> [DATA TO USE]

//! Batch execution of JSON-lines commands.

use std::io::Write;
use std::sync::Arc;

use aggregate_store::InMemoryAggregateStore;
use common::AggregateId;
use domain::{AggregateRoot, CompleteInspection, InspectionService, InspectionStatus};
use projections::{ProductQualitySummary, ProductQualityView, ProjectionProcessor};
use serde::Serialize;
use tokio::io::{AsyncBufRead, AsyncBufReadExt};
use tokio::sync::Mutex;

use crate::config::Config;
use crate::error::RunnerError;
use crate::publisher::EventLinePublisher;
use crate::request::{CommandRequest, OrderTarget};

type RunnerService<W> =
    InspectionService<InMemoryAggregateStore, EventLinePublisher<W, Arc<ProjectionProcessor>>>;

/// What a successful line produced, besides the events it published.
#[derive(Debug, Clone, PartialEq)]
pub enum Outcome {
    Created { order_id: AggregateId },
    Recorded { passed: bool },
    Completed { status: InspectionStatus, defect_rate: f64 },
    Held,
    SpcChecked(SpcResult),
}

/// Result line written for an `spc` command.
#[derive(Debug, Clone, PartialEq, Serialize)]
#[serde(rename_all = "camelCase")]
pub struct SpcResult {
    pub order_id: AggregateId,
    pub standard_code: String,
    pub in_control: bool,
}

/// Counts of processed lines.
#[derive(Debug, Clone, Copy, Default, PartialEq, Eq)]
pub struct BatchReport {
    pub succeeded: usize,
    pub failed: usize,
}

impl BatchReport {
    pub fn total(&self) -> usize {
        self.succeeded + self.failed
    }
}

#[derive(Serialize)]
struct ErrorLine<'a> {
    error: String,
    line: usize,
    command: Option<&'a str>,
}

#[derive(Serialize)]
struct SpcLine<'a> {
    spc: &'a SpcResult,
}

#[derive(Serialize)]
#[serde(rename_all = "camelCase")]
struct ProductLine<'a> {
    #[serde(flatten)]
    product: &'a ProductQualitySummary,
    mean_defect_rate: Option<f64>,
}

#[derive(Serialize)]
struct SummaryLine<'a> {
    summary: Vec<ProductLine<'a>>,
}

/// Runs command lines against an in-memory inspection service.
///
/// Every published event is written to the output as one JSON line and fed
/// to a [`ProductQualityView`].
pub struct BatchRunner<W: Write + Send> {
    service: RunnerService<W>,
    processor: Arc<ProjectionProcessor>,
    view: ProductQualityView,
    output: Arc<Mutex<W>>,
    /// One slot per create command; None when that create failed.
    created: Vec<Option<AggregateId>>,
}

impl<W: Write + Send> BatchRunner<W> {
    /// Wires the service, publisher and projections around `output`.
    pub fn new(config: &Config, output: W) -> Result<Self, RunnerError> {
        let output = Arc::new(Mutex::new(output));

        let view = ProductQualityView::new();
        let mut processor = ProjectionProcessor::new();
        processor.register(Box::new(view.clone()));
        let processor = Arc::new(processor);

        let publisher = EventLinePublisher::new(Arc::clone(&output), Arc::clone(&processor));
        let service = InspectionService::new(InMemoryAggregateStore::new(), publisher)
            .with_default_threshold(config.default_defect_rate_threshold)?;

        Ok(Self {
            service,
            processor,
            view,
            output,
            created: Vec::new(),
        })
    }

    pub fn view(&self) -> &ProductQualityView {
        &self.view
    }

    pub fn processor(&self) -> &ProjectionProcessor {
        &self.processor
    }

    /// Returns one slot per create command seen so far, indexed by
    /// `orderRef`. A failed create leaves its slot empty.
    pub fn created_orders(&self) -> &[Option<AggregateId>] {
        &self.created
    }

    /// Reads lines until EOF, executing each one.
    ///
    /// A failing line is logged and reported on the output as
    /// `{"error": ..., "line": n}`; processing continues with the next line.
    /// Only read and write failures abort the batch.
    pub async fn run<R>(&mut self, input: R) -> Result<BatchReport, RunnerError>
    where
        R: AsyncBufRead + Unpin,
    {
        let mut lines = input.lines();
        let mut report = BatchReport::default();
        let mut line_no = 0;

        while let Some(line) = lines.next_line().await? {
            line_no += 1;
            if line.trim().is_empty() {
                continue;
            }

            match self.execute_line(&line).await {
                Ok(_) => report.succeeded += 1,
                Err(RunnerError::Output(e)) => return Err(RunnerError::Output(e)),
                Err(e) => {
                    report.failed += 1;
                    let command = serde_json::from_str::<serde_json::Value>(&line)
                        .ok()
                        .and_then(|v| v.get("command").and_then(|c| c.as_str()).map(str::to_owned));
                    tracing::warn!(line = line_no, command = ?command, error = %e, "command failed");
                    self.write_json(&ErrorLine {
                        error: e.to_string(),
                        line: line_no,
                        command: command.as_deref(),
                    })
                    .await?;
                }
            }
        }

        tracing::info!(
            lines = report.total(),
            succeeded = report.succeeded,
            failed = report.failed,
            "batch finished"
        );
        Ok(report)
    }

    /// Parses and executes one command line.
    pub async fn execute_line(&mut self, line: &str) -> Result<Outcome, RunnerError> {
        let request: CommandRequest = serde_json::from_str(line)?;
        self.execute(request).await
    }

    /// Executes one parsed command.
    pub async fn execute(&mut self, request: CommandRequest) -> Result<Outcome, RunnerError> {
        match request {
            CommandRequest::Create(create) => {
                self.created.push(None);
                let result = self.service.create_inspection(create.to_command()?).await?;
                let order_id = result.aggregate.id();
                if let Some(slot) = self.created.last_mut() {
                    *slot = Some(order_id);
                }
                Ok(Outcome::Created { order_id })
            }
            CommandRequest::Record(record) => {
                let order_id = self.resolve(record.target())?;
                let result = self.service.record_result(record.to_command(order_id)?).await?;
                let passed = result
                    .aggregate
                    .results()
                    .last()
                    .is_some_and(|r| r.passed());
                Ok(Outcome::Recorded { passed })
            }
            CommandRequest::Complete(complete) => {
                let order_id = self.resolve(complete.target())?;
                let result = self
                    .service
                    .complete_inspection(CompleteInspection::new(order_id))
                    .await?;
                Ok(Outcome::Completed {
                    status: result.aggregate.status(),
                    defect_rate: result.aggregate.defect_rate(),
                })
            }
            CommandRequest::Hold(hold) => {
                let order_id = self.resolve(hold.target())?;
                self.service.put_on_hold(hold.to_command(order_id)).await?;
                Ok(Outcome::Held)
            }
            CommandRequest::Spc(spc) => {
                let order_id = self.resolve(spc.target())?;
                if self.service.get_order(order_id).await?.is_none() {
                    return Err(RunnerError::OrderNotFound(order_id));
                }
                let in_control = self.service.spc_check(order_id, &spc.standard_code).await?;
                let result = SpcResult {
                    order_id,
                    standard_code: spc.standard_code,
                    in_control,
                };
                self.write_json(&SpcLine { spc: &result }).await?;
                Ok(Outcome::SpcChecked(result))
            }
        }
    }

    /// Writes the per-product quality summary as one JSON line.
    pub async fn write_summary(&self) -> Result<(), RunnerError> {
        let products = self.view.all_products().await;
        let summary = products
            .iter()
            .map(|product| ProductLine {
                product,
                mean_defect_rate: product.mean_defect_rate(),
            })
            .collect();
        self.write_json(&SummaryLine { summary }).await
    }

    fn resolve(&self, target: OrderTarget) -> Result<AggregateId, RunnerError> {
        match target {
            OrderTarget {
                order_id: Some(id), ..
            } => Ok(id),
            OrderTarget {
                order_ref: Some(index),
                ..
            } => self
                .created
                .get(index)
                .copied()
                .flatten()
                .ok_or(RunnerError::UnknownOrderRef(index)),
            _ => Err(RunnerError::MissingOrderTarget),
        }
    }

    async fn write_json<T: Serialize>(&self, value: &T) -> Result<(), RunnerError> {
        let line = serde_json::to_string(value)?;
        let mut output = self.output.lock().await;
        writeln!(output, "{line}")?;
        output.flush()?;
        Ok(())
    }
}
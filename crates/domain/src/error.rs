//! Domain error types.

use aggregate_store::{EventEnvelope, StoreError};
use thiserror::Error;

use crate::inspection::InspectionError;

/// Errors that can occur during domain operations.
#[derive(Debug, Error)]
pub enum DomainError {
    /// An error occurred in the aggregate store.
    #[error("Store error: {0}")]
    Store(#[from] StoreError),

    /// The inspection order rejected the operation.
    #[error("Inspection error: {0}")]
    Inspection(#[from] InspectionError),

    /// Aggregate not found.
    #[error("Aggregate not found: {aggregate_type} with id {aggregate_id}")]
    AggregateNotFound {
        aggregate_type: &'static str,
        aggregate_id: String,
    },

    /// Serialization error.
    #[error("Serialization error: {0}")]
    Serialization(#[from] serde_json::Error),

    /// The new state was saved but not every event reached the publisher.
    ///
    /// `pending` holds the undelivered envelopes in their original order so
    /// the caller can retry them.
    #[error("Published {published} event(s), {} still pending: {source}", .pending.len())]
    PublishFailed {
        published: usize,
        pending: Vec<EventEnvelope>,
        #[source]
        source: StoreError,
    },
}

impl DomainError {
    /// Returns true if the failure came from a stale expected version.
    pub fn is_concurrency_conflict(&self) -> bool {
        matches!(self, DomainError::Store(StoreError::ConcurrencyConflict { .. }))
    }
}
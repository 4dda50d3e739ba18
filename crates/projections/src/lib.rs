//! Read models built from published inspection events.
//!
//! - [`Projection`] trait for processing events into read models
//! - [`ReadModel`] trait for query access to denormalized data
//! - [`ProjectionProcessor`], an event publisher that fans events out to projections
//! - [`ProductQualityView`], per-product quality statistics across orders

pub mod error;
pub mod processor;
pub mod projection;
pub mod read_model;
pub mod views;

pub use error::{ProjectionError, Result};
pub use processor::ProjectionProcessor;
pub use projection::{Projection, ProjectionPosition};
pub use read_model::ReadModel;
pub use views::{ProductQualitySummary, ProductQualityView};
//! Product quality read model: inspection statistics per product code.

use std::collections::HashMap;
use std::sync::Arc;

use aggregate_store::EventEnvelope;
use async_trait::async_trait;
use common::AggregateId;
use domain::{AggregateRoot, InspectionEvent, InspectionOrder, InspectionStatus};
use serde::Serialize;
use tokio::sync::RwLock;

use crate::Result;
use crate::projection::{Projection, ProjectionPosition};
use crate::read_model::ReadModel;

/// Quality statistics for one product code across all of its orders.
#[derive(Debug, Clone, PartialEq, Serialize)]
#[serde(rename_all = "camelCase")]
pub struct ProductQualitySummary {
    pub product_code: String,
    pub inspections_started: u64,
    pub inspections_completed: u64,
    pub passed: u64,
    pub failed: u64,
    pub defects_detected: u64,
    pub quality_alerts: u64,
    /// Defect rate of the most recently completed order.
    pub last_defect_rate: Option<f64>,
    pub order_ids: Vec<AggregateId>,
    #[serde(skip)]
    defect_rate_sum: f64,
}

impl ProductQualitySummary {
    fn new(product_code: String) -> Self {
        Self {
            product_code,
            inspections_started: 0,
            inspections_completed: 0,
            passed: 0,
            failed: 0,
            defects_detected: 0,
            quality_alerts: 0,
            last_defect_rate: None,
            order_ids: Vec::new(),
            defect_rate_sum: 0.0,
        }
    }

    /// Mean defect rate over completed orders; None until one completes.
    pub fn mean_defect_rate(&self) -> Option<f64> {
        (self.inspections_completed > 0)
            .then(|| self.defect_rate_sum / self.inspections_completed as f64)
    }

    /// Orders started but not yet completed. Orders on hold count as open.
    pub fn open_inspections(&self) -> u64 {
        self.inspections_started
            .saturating_sub(self.inspections_completed)
    }
}

struct ProductQualityState {
    products: HashMap<String, ProductQualitySummary>,
    /// Maps order_id -> product_code, learned from InspectionOrderCreated.
    order_to_product: HashMap<AggregateId, String>,
    position: ProjectionPosition,
}

/// Read model view for per-product quality statistics.
#[derive(Clone)]
pub struct ProductQualityView {
    state: Arc<RwLock<ProductQualityState>>,
}

impl ProductQualityView {
    /// Creates a new empty view.
    pub fn new() -> Self {
        Self {
            state: Arc::new(RwLock::new(ProductQualityState {
                products: HashMap::new(),
                order_to_product: HashMap::new(),
                position: ProjectionPosition::zero(),
            })),
        }
    }

    /// Gets statistics for a specific product.
    pub async fn get_product(&self, product_code: &str) -> Option<ProductQualitySummary> {
        self.state.read().await.products.get(product_code).cloned()
    }

    /// Gets statistics for every product, ordered by product code.
    pub async fn all_products(&self) -> Vec<ProductQualitySummary> {
        let state = self.state.read().await;
        let mut products: Vec<_> = state.products.values().cloned().collect();
        products.sort_by(|a, b| a.product_code.cmp(&b.product_code));
        products
    }

    /// Gets the products that raised at least one quality alert, most
    /// alerts first.
    pub async fn alerting_products(&self) -> Vec<ProductQualitySummary> {
        let mut products: Vec<_> = self
            .all_products()
            .await
            .into_iter()
            .filter(|p| p.quality_alerts > 0)
            .collect();
        products.sort_by(|a, b| b.quality_alerts.cmp(&a.quality_alerts));
        products
    }
}

impl Default for ProductQualityView {
    fn default() -> Self {
        Self::new()
    }
}

impl ProductQualityState {
    fn product_for(&mut self, order_id: AggregateId) -> Option<&mut ProductQualitySummary> {
        let Some(product_code) = self.order_to_product.get(&order_id) else {
            tracing::debug!(%order_id, "event for an order this view never saw created");
            return None;
        };
        self.products.get_mut(product_code)
    }

    fn apply(&mut self, order_id: AggregateId, event: InspectionEvent) {
        match event {
            InspectionEvent::InspectionOrderCreated(data) => {
                self.order_to_product
                    .insert(order_id, data.product_code.clone());
                let product = self
                    .products
                    .entry(data.product_code.clone())
                    .or_insert_with(|| ProductQualitySummary::new(data.product_code));
                product.inspections_started += 1;
                product.order_ids.push(order_id);
            }
            InspectionEvent::DefectDetected(_) => {
                if let Some(product) = self.product_for(order_id) {
                    product.defects_detected += 1;
                }
            }
            InspectionEvent::QualityAlert(data) => {
                if let Some(product) = self.products.get_mut(&data.product_code) {
                    product.quality_alerts += 1;
                }
            }
            InspectionEvent::InspectionCompleted(data) => {
                if let Some(product) = self.product_for(order_id) {
                    product.inspections_completed += 1;
                    match data.status {
                        InspectionStatus::Passed => product.passed += 1,
                        InspectionStatus::Failed => product.failed += 1,
                        other => tracing::warn!(%order_id, status = %other, "unexpected completion status"),
                    }
                    product.last_defect_rate = Some(data.defect_rate);
                    product.defect_rate_sum += data.defect_rate;
                }
            }
        }
    }
}

#[async_trait]
impl Projection for ProductQualityView {
    fn name(&self) -> &'static str {
        "ProductQualityView"
    }

    async fn handle(&self, event: &EventEnvelope) -> Result<()> {
        let mut state = self.state.write().await;

        if event.aggregate_type == InspectionOrder::aggregate_type() {
            let inspection_event: InspectionEvent = event.decode()?;
            state.apply(event.aggregate_id, inspection_event);
        }

        state.position = state.position.advance(event);
        Ok(())
    }

    async fn position(&self) -> ProjectionPosition {
        self.state.read().await.position
    }

    async fn reset(&self) -> Result<()> {
        let mut state = self.state.write().await;
        state.products.clear();
        state.order_to_product.clear();
        state.position = ProjectionPosition::zero();
        Ok(())
    }
}

impl ReadModel for ProductQualityView {
    fn name(&self) -> &'static str {
        "ProductQualityView"
    }

    fn count(&self) -> usize {
        self.state
            .try_read()
            .map(|s| s.products.len())
            .unwrap_or(0)
    }
}
//! Inspection batch runner entry point.

use std::path::PathBuf;
use std::process::ExitCode;

use anyhow::Context;
use clap::Parser;
use runner::{BatchRunner, Config, telemetry};
use tokio::io::{AsyncBufRead, BufReader};

/// Runs JSON-lines inspection commands and prints the events they publish.
#[derive(Debug, Parser)]
#[command(name = "inspection-runner", version)]
struct Cli {
    /// Command file to read; stdin when omitted.
    input: Option<PathBuf>,

    /// Defect-rate threshold for orders created without one.
    #[arg(long)]
    threshold: Option<f64>,

    /// Print the per-product quality summary after the batch.
    #[arg(long)]
    summary: bool,
}

#[tokio::main]
async fn main() -> anyhow::Result<ExitCode> {
    let cli = Cli::parse();

    let mut config = Config::from_env();
    if let Some(threshold) = cli.threshold {
        config.default_defect_rate_threshold = threshold;
    }
    telemetry::init(&config);

    let mut runner =
        BatchRunner::new(&config, std::io::stdout()).context("failed to set up the runner")?;

    let input: Box<dyn AsyncBufRead + Unpin + Send> = match &cli.input {
        Some(path) => {
            let file = tokio::fs::File::open(path)
                .await
                .with_context(|| format!("failed to open {}", path.display()))?;
            Box::new(BufReader::new(file))
        }
        None => Box::new(BufReader::new(tokio::io::stdin())),
    };

    let report = runner.run(input).await.context("batch aborted")?;

    if cli.summary {
        runner
            .write_summary()
            .await
            .context("failed to write summary")?;
    }

    if report.failed > 0 {
        tracing::warn!(failed = report.failed, "some commands failed");
        return Ok(ExitCode::FAILURE);
    }
    Ok(ExitCode::SUCCESS)
}
//! Batch runner for the inspection service.
//!
//! Reads JSON-lines commands, dispatches them through `InspectionService`,
//! and writes each published event as a JSON line.

pub mod batch;
pub mod config;
pub mod error;
pub mod publisher;
pub mod request;
pub mod telemetry;

pub use batch::{BatchReport, BatchRunner, Outcome, SpcResult};
pub use config::{Config, LogFormat};
pub use error::RunnerError;
pub use publisher::EventLinePublisher;
pub use request::CommandRequest;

> [ABOUT THIS TASK]
Write down every line of the data above that includes the string "PathBuf".

> [OUTPUT FOR THIS TASK]
use std::path::PathBuf;
    input: Option<PathBuf>,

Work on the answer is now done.